Genetic test for Von Hippel-Lindau disease
The last 15 years have seen a swelling of medical interest in a serious genetic disorder called Von Hippel-Lindau disease, or VHL. People with VHL experience an insidious growth of cysts and tumours on many parts of the body, including the eyes, brain and kidneys. They can suffer a range of symptoms, from numbness and pain to sight problems and even paralysis. If a parent has the condition, their children have a 50 per cent chance of inheriting it. Other people may develop the disease from a spontaneous mutation.

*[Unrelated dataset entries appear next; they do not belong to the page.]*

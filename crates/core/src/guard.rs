//! Daily completion guard predicate.
//!
//! A user earns at most one rewarded completion (task or challenge,
//! combined) per UTC calendar day. `last_completion_at` on the user record
//! is the single source of truth: it is written on every rewarded completion
//! regardless of item kind. The progression engine evaluates this predicate
//! while holding the user's row lock, which makes check-and-reward atomic
//! per user.

use crate::streak::day_start;
use crate::types::Timestamp;

/// Whether a completion at `now` may still be rewarded today.
///
/// True iff the user has no rewarded completion yet, or the last one falls
/// before today's UTC midnight.
pub fn can_reward_today(last_completion_at: Option<Timestamp>, now: Timestamp) -> bool {
    match last_completion_at {
        None => true,
        Some(last) => last < day_start(now),
    }
}

#[cfg(test)]
mod tests {
    use super::*;
    use chrono::{TimeZone, Utc};

    fn at(d: u32, h: u32) -> Timestamp {
        Utc.with_ymd_and_hms(2024, 3, d, h, 0, 0).unwrap()
    }

    #[test]
    fn no_prior_completion_allows_reward() {
        assert!(can_reward_today(None, at(10, 12)));
    }

    #[test]
    fn completion_earlier_today_blocks() {
        assert!(!can_reward_today(Some(at(10, 1)), at(10, 23)));
    }

    #[test]
    fn completion_yesterday_allows() {
        // Even one minute before midnight counts as yesterday.
        let last = at(9, 23) + chrono::Duration::minutes(59);
        assert!(can_reward_today(Some(last), at(10, 0)));
    }

    #[test]
    fn completion_at_exact_midnight_blocks_for_the_day() {
        assert!(!can_reward_today(Some(at(10, 0)), at(10, 18)));
    }
}
//! Challenge entity model and DTOs.

use devquest_core::types::{DbId, Timestamp};
use serde::{Deserialize, Serialize};
use sqlx::FromRow;

/// Full challenge row from the `challenges` table.
#[derive(Debug, Clone, FromRow, Serialize)]
pub struct Challenge {
    pub id: DbId,
    pub user_id: DbId,
    pub title: String,
    pub description: String,
    /// Fixed XP reward, 50-100, set at generation time.
    pub xp_bonus: i32,
    /// Challenge flavor, e.g. `daily_code`.
    pub kind: String,
    pub completed: bool,
    pub completed_at: Option<Timestamp>,
    pub created_at: Timestamp,
}

/// DTO for creating a new challenge.
#[derive(Debug, Deserialize)]
pub struct CreateChallenge {
    pub title: String,
    pub description: String,
    pub xp_bonus: i32,
    pub kind: String,
}
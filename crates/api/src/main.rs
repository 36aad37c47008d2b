use std::net::SocketAddr;
use std::sync::Arc;
use std::time::Duration;

use tracing_subscriber::{layer::SubscriberExt, util::SubscriberInitExt};

use devquest_api::config::ServerConfig;
use devquest_api::progression::ProgressionEngine;
use devquest_api::router::build_app_router;
use devquest_api::{background, notifications, state, ws};

use state::AppState;

#[tokio::main]
async fn main() {
    dotenvy::dotenv().ok();

    // --- Tracing ---
    tracing_subscriber::registry()
        .with(
            tracing_subscriber::EnvFilter::try_from_default_env()
                .unwrap_or_else(|_| "devquest_api=debug,tower_http=debug".into()),
        )
        .with(tracing_subscriber::fmt::layer())
        .init();

    // --- Configuration ---
    let config = ServerConfig::from_env();
    tracing::info!(host = %config.host, port = %config.port, "Loaded server configuration");

    // --- Database ---
    let database_url = std::env::var("DATABASE_URL").expect("DATABASE_URL must be set");

    let pool = devquest_db::create_pool(&database_url)
        .await
        .expect("Failed to connect to database");
    tracing::info!("Database connection pool created");

    devquest_db::health_check(&pool)
        .await
        .expect("Database health check failed");
    tracing::info!("Database health check passed");

    devquest_db::run_migrations(&pool)
        .await
        .expect("Failed to run database migrations");
    tracing::info!("Database migrations applied");

    // --- WebSocket manager ---
    let ws_manager = Arc::new(ws::WsManager::new());

    // --- Heartbeat ---
    let heartbeat_handle = ws::heartbeat::start_heartbeat(Arc::clone(&ws_manager));

    // --- Event bus ---
    let event_bus = Arc::new(devquest_events::EventBus::default());
    tracing::info!("Event bus created");

    // Spawn notification router (routes events to clients via WebSocket).
    let notification_router = notifications::NotificationRouter::new(Arc::clone(&ws_manager));
    let router_handle = tokio::spawn(notification_router.run(event_bus.subscribe()));

    // Spawn stale-challenge sweep.
    let sweep_cancel = tokio_util::sync::CancellationToken::new();
    let sweep_handle = tokio::spawn(background::challenge_reset::run(
        pool.clone(),
        sweep_cancel.clone(),
    ));

    tracing::info!("Event services started (notification router, challenge reset)");

    // --- Progression engine ---
    let progression = Arc::new(ProgressionEngine::new(pool.clone(), Arc::clone(&event_bus)));

    // --- AI client ---
    let ai_client = Arc::new(devquest_ai::AiClient::new(devquest_ai::AiConfig::from_env()));

    // --- App state ---
    let state = AppState {
        pool,
        config: Arc::new(config.clone()),
        ws_manager: Arc::clone(&ws_manager),
        event_bus: Arc::clone(&event_bus),
        progression,
        ai_client,
    };

    // --- Router ---
    let app = build_app_router(state, &config);

    // --- Start server ---
    let addr = SocketAddr::new(
        config.host.parse().expect("Invalid HOST address"),
        config.port,
    );
    tracing::info!(%addr, "Starting server");

    let listener = tokio::net::TcpListener::bind(addr)
        .await
        .expect("Failed to bind to address");

    axum::serve(listener, app)
        .with_graceful_shutdown(shutdown_signal())
        .await
        .expect("Server error");

    // --- Post-shutdown cleanup ---
    tracing::info!("Server stopped accepting connections, cleaning up");

    // Stop the stale-challenge sweep.
    sweep_cancel.cancel();
    let _ = tokio::time::timeout(Duration::from_secs(5), sweep_handle).await;
    tracing::info!("Challenge reset job stopped");

    // Drop the event bus sender to close the broadcast channel.
    // This signals the notification router to shut down.
    drop(event_bus);
    let _ = tokio::time::timeout(Duration::from_secs(5), router_handle).await;
    tracing::info!("Event services shut down");

    let ws_count = ws_manager.connection_count().await;
    tracing::info!(ws_count, "Closing remaining WebSocket connections");
    ws_manager.shutdown_all().await;

    heartbeat_handle.abort();
    tracing::info!("Heartbeat task stopped");

    tracing::info!("Graceful shutdown complete");
}

/// Wait for a termination signal to initiate graceful shutdown.
///
/// Handles both SIGINT (Ctrl-C) and SIGTERM (on Unix) so the server
/// shuts down cleanly whether stopped interactively or by a process
/// manager (e.g. systemd, Docker, Kubernetes).
async fn shutdown_signal() {
    let ctrl_c = async {
        tokio::signal::ctrl_c()
            .await
            .expect("Failed to install Ctrl-C handler");
    };

    #[cfg(unix)]
    let terminate = async {
        tokio::signal::unix::signal(tokio::signal::unix::SignalKind::terminate())
            .expect("Failed to install SIGTERM handler")
            .recv()
            .await;
    };

    #[cfg(not(unix))]
    let terminate = std::future::pending::<()>();

    tokio::select! {
        () = ctrl_c => {
            tracing::info!("Received SIGINT (Ctrl-C), starting graceful shutdown");
        }
        () = terminate => {
            tracing::info!("Received SIGTERM, starting graceful shutdown");
        }
    }
}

Continuing a history of supporting genetic endeavours, Action Medical Research funded scientists at the Universities of Cambridge and Birmingham during the 1990s to study VHL. The team had a breakthrough in 1993 when, in collaboration with international colleagues, they identified the gene for the disorder. From this they developed a genetic test for VHL, which is now used across the UK.
Confirming diagnoses with this test frees people with a negative result from years of nerve-wracking screening tests. Most importantly, it helps those with a positive result to be treated the best way, preventing severe symptoms, serious operations and potentially fatal complications, including cancer. During these last 15 years, growing understanding of the genetics underlying VHL has therefore improved diagnosis and management of the condition, estimated to affect close to 2000 people in the UK and more than 200,000 globally.
In addition, the knowledge gained from studying this relatively rare disease may have much wider benefits, impacting on cancer sufferers. Insight into the VHL gene is illuminating mechanisms involved in cancer, particularly kidney cancer, for which we see more than 6000 diagnoses in the UK each year.